- **PROBLEM REQUIREMENTS**:
Among these records, which lines include "const"? Copy them out.

[Dataset excerpts]

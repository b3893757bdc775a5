//! Static-file service implementing the provider contract.

use std::fs;
use std::io::{self, BufRead, BufReader};
use std::net::{TcpListener, TcpStream};
use std::sync::atomic::{AtomicBool, Ordering};
use std::sync::{Arc, Mutex, MutexGuard};
use std::thread::{self, JoinHandle};
use std::time::Duration;

use camino::{Utf8Path, Utf8PathBuf};
use slipway_api::config::{self, ConfigError, ProviderSettings};
use slipway_api::contract::{ProviderError, ServiceProvider};
use slipway_api::net;
use tracing::{debug, info, warn};

use crate::http;

const STATIC_TARGET: &str = "slipway::static";

const ACCEPT_BACKOFF: Duration = Duration::from_millis(25);
const ERROR_BACKOFF: Duration = Duration::from_millis(150);
/// Bounds how long a stalled client can hold a handler thread.
const READ_TIMEOUT: Duration = Duration::from_millis(250);

const PLAIN_TEXT: &str = "text/plain; charset=utf-8";

/// Document root served when `SLIPWAY_STATIC_ROOT` is unset.
pub const DEFAULT_DOC_ROOT: &str = "static";
/// Context path served when `SLIPWAY_STATIC_CONTEXT_PATH` is unset.
pub const DEFAULT_CONTEXT_PATH: &str = "/";

/// What the static backend serves and where.
#[derive(Debug, Clone)]
pub struct StaticSettings {
    doc_root: Utf8PathBuf,
    context_path: String,
}

impl StaticSettings {
    pub fn new(doc_root: Utf8PathBuf, context_path: &str) -> Self {
        Self {
            doc_root,
            context_path: normalise_context_path(context_path),
        }
    }

    /// Resolves the document root and context path from the environment.
    /// The root is taken relative to the working directory and created when
    /// missing, so a fresh checkout serves an empty tree instead of failing.
    pub fn resolve(
        working_dir: &Utf8Path,
        lookup: impl Fn(&str) -> Option<String>,
    ) -> Result<Self, ConfigError> {
        let root = lookup(config::ENV_STATIC_ROOT)
            .map(Utf8PathBuf::from)
            .unwrap_or_else(|| Utf8PathBuf::from(DEFAULT_DOC_ROOT));
        let doc_root = config::resolve_under_working_dir(working_dir, &root)?;
        let context_path = lookup(config::ENV_STATIC_CONTEXT_PATH)
            .unwrap_or_else(|| DEFAULT_CONTEXT_PATH.to_owned());
        Ok(Self::new(doc_root, &context_path))
    }

    pub fn doc_root(&self) -> &Utf8Path {
        &self.doc_root
    }

    pub fn context_path(&self) -> &str {
        &self.context_path
    }
}

fn normalise_context_path(raw: &str) -> String {
    let trimmed = raw.trim().trim_end_matches('/');
    if trimmed.is_empty() {
        return DEFAULT_CONTEXT_PATH.to_owned();
    }
    if trimmed.starts_with('/') {
        trimmed.to_owned()
    } else {
        format!("/{trimmed}")
    }
}

/// HTTP file server implementing the provider contract.
pub struct StaticService {
    settings: ProviderSettings,
    content: Arc<StaticSettings>,
    shutdown: Arc<AtomicBool>,
    state: Mutex<ServeState>,
}

#[derive(Default)]
struct ServeState {
    port: Option<u16>,
    worker: Option<JoinHandle<()>>,
}

impl StaticService {
    pub fn new(settings: ProviderSettings, content: StaticSettings) -> Self {
        Self {
            settings,
            content: Arc::new(content),
            shutdown: Arc::new(AtomicBool::new(false)),
            state: Mutex::new(ServeState::default()),
        }
    }

    /// Flag observed by the accept loop. Wire it to termination signals so a
    /// foreground launch can be interrupted.
    pub fn shutdown_flag(&self) -> &Arc<AtomicBool> {
        &self.shutdown
    }

    fn lock_state(&self) -> MutexGuard<'_, ServeState> {
        self.state
            .lock()
            .unwrap_or_else(|poison| poison.into_inner())
    }

    fn bind(&self) -> Result<TcpListener, ProviderError> {
        let port = if self.settings.find_port() {
            net::find_free_port(self.settings.port()).map_err(|error| ProviderError::Failed {
                operation: "launch".to_owned(),
                message: error.to_string(),
            })?
        } else {
            self.settings.port()
        };
        let listener = TcpListener::bind(("127.0.0.1", port)).map_err(ProviderError::io)?;
        listener.set_nonblocking(true).map_err(ProviderError::io)?;
        Ok(listener)
    }
}

impl ServiceProvider for StaticService {
    fn launch(&self, block: bool) -> Result<(), ProviderError> {
        let mut state = self.lock_state();
        if state.port.is_some() {
            return Err(ProviderError::AlreadyLaunched);
        }
        let listener = self.bind()?;
        let port = listener.local_addr().map_err(ProviderError::io)?.port();
        self.shutdown.store(false, Ordering::SeqCst);
        state.port = Some(port);
        info!(
            target: STATIC_TARGET,
            port,
            doc_root = %self.content.doc_root(),
            context_path = self.content.context_path(),
            blocking = block,
            "static service listening"
        );
        if block {
            drop(state);
            run_accept_loop(&listener, &self.shutdown, &self.content);
            self.lock_state().port = None;
            info!(target: STATIC_TARGET, port, "static service stopped");
        } else {
            let shutdown = Arc::clone(&self.shutdown);
            let content = Arc::clone(&self.content);
            state.worker = Some(thread::spawn(move || {
                run_accept_loop(&listener, &shutdown, &content);
            }));
        }
        Ok(())
    }

    fn stop(&self) -> Result<(), ProviderError> {
        self.shutdown.store(true, Ordering::SeqCst);
        let worker = {
            let mut state = self.lock_state();
            state.port = None;
            state.worker.take()
        };
        match worker {
            Some(worker) => worker.join().map_err(|_| ProviderError::Failed {
                operation: "stop".to_owned(),
                message: "static accept loop panicked".to_owned(),
            }),
            None => Ok(()),
        }
    }

    fn is_running(&self) -> bool {
        self.lock_state().port.is_some()
    }

    fn port(&self) -> Option<u16> {
        self.lock_state().port
    }

    fn base_url(&self) -> Option<String> {
        self.port()
            .map(|port| format!("http://localhost:{port}{}", self.content.context_path()))
    }
}

impl Drop for StaticService {
    fn drop(&mut self) {
        self.shutdown.store(true, Ordering::SeqCst);
    }
}

fn run_accept_loop(listener: &TcpListener, shutdown: &Arc<AtomicBool>, content: &Arc<StaticSettings>) {
    let mut last_error = None::<io::ErrorKind>;
    while !shutdown.load(Ordering::SeqCst) {
        match accept_connection(listener) {
            Ok(Some(stream)) => {
                last_error = None;
                let content = Arc::clone(content);
                thread::spawn(move || {
                    if let Err(error) = handle_connection(stream, &content) {
                        debug!(target: STATIC_TARGET, error = %error, "connection ended");
                    }
                });
            }
            Ok(None) => thread::sleep(ACCEPT_BACKOFF),
            Err(error) => {
                let kind = error.kind();
                if last_error != Some(kind) {
                    warn!(target: STATIC_TARGET, error = %error, "accept error");
                }
                last_error = Some(kind);
                thread::sleep(ERROR_BACKOFF);
            }
        }
    }
}

fn accept_connection(listener: &TcpListener) -> io::Result<Option<TcpStream>> {
    match listener.accept() {
        Ok((stream, _)) => {
            stream.set_nonblocking(false)?;
            stream.set_read_timeout(Some(READ_TIMEOUT))?;
            Ok(Some(stream))
        }
        Err(error) if error.kind() == io::ErrorKind::WouldBlock => Ok(None),
        Err(error) => Err(error),
    }
}

fn handle_connection(stream: TcpStream, content: &StaticSettings) -> io::Result<()> {
    let mut reader = BufReader::new(stream.try_clone()?);
    let writer = stream;
    let mut line = String::new();
    if reader.read_line(&mut line)? == 0 {
        return Ok(());
    }
    let Some(request) = http::parse_request_line(&line) else {
        return http::write_response(writer, 400, "Bad Request", PLAIN_TEXT, b"bad request\n");
    };
    drain_headers(&mut reader)?;
    if request.method != "GET" {
        return http::write_response(
            writer,
            405,
            "Method Not Allowed",
            PLAIN_TEXT,
            b"method not allowed\n",
        );
    }
    match http::resolve_target(content.doc_root(), content.context_path(), &request.target) {
        http::Resolution::File(path) => match fs::read(path.as_std_path()) {
            Ok(body) => {
                debug!(target: STATIC_TARGET, path = %path, "serving file");
                http::write_response(writer, 200, "OK", http::content_type_for(&path), &body)
            }
            Err(_) => http::write_response(writer, 404, "Not Found", PLAIN_TEXT, b"not found\n"),
        },
        http::Resolution::Rejected => {
            http::write_response(writer, 404, "Not Found", PLAIN_TEXT, b"not found\n")
        }
    }
}

fn drain_headers(reader: &mut impl BufRead) -> io::Result<()> {
    loop {
        let mut header = String::new();
        if reader.read_line(&mut header)? == 0 || header.trim_end().is_empty() {
            return Ok(());
        }
    }
}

- **REPLY TO THE EXERCISE**:
const STATIC_TARGET: &str = "slipway::static";
const ACCEPT_BACKOFF: Duration = Duration::from_millis(25);
const ERROR_BACKOFF: Duration = Duration::from_millis(150);
const READ_TIMEOUT: Duration = Duration::from_millis(250);
const PLAIN_TEXT: &str = "text/plain; charset=utf-8";
pub const DEFAULT_DOC_ROOT: &str = "static";
pub const DEFAULT_CONTEXT_PATH: &str = "/";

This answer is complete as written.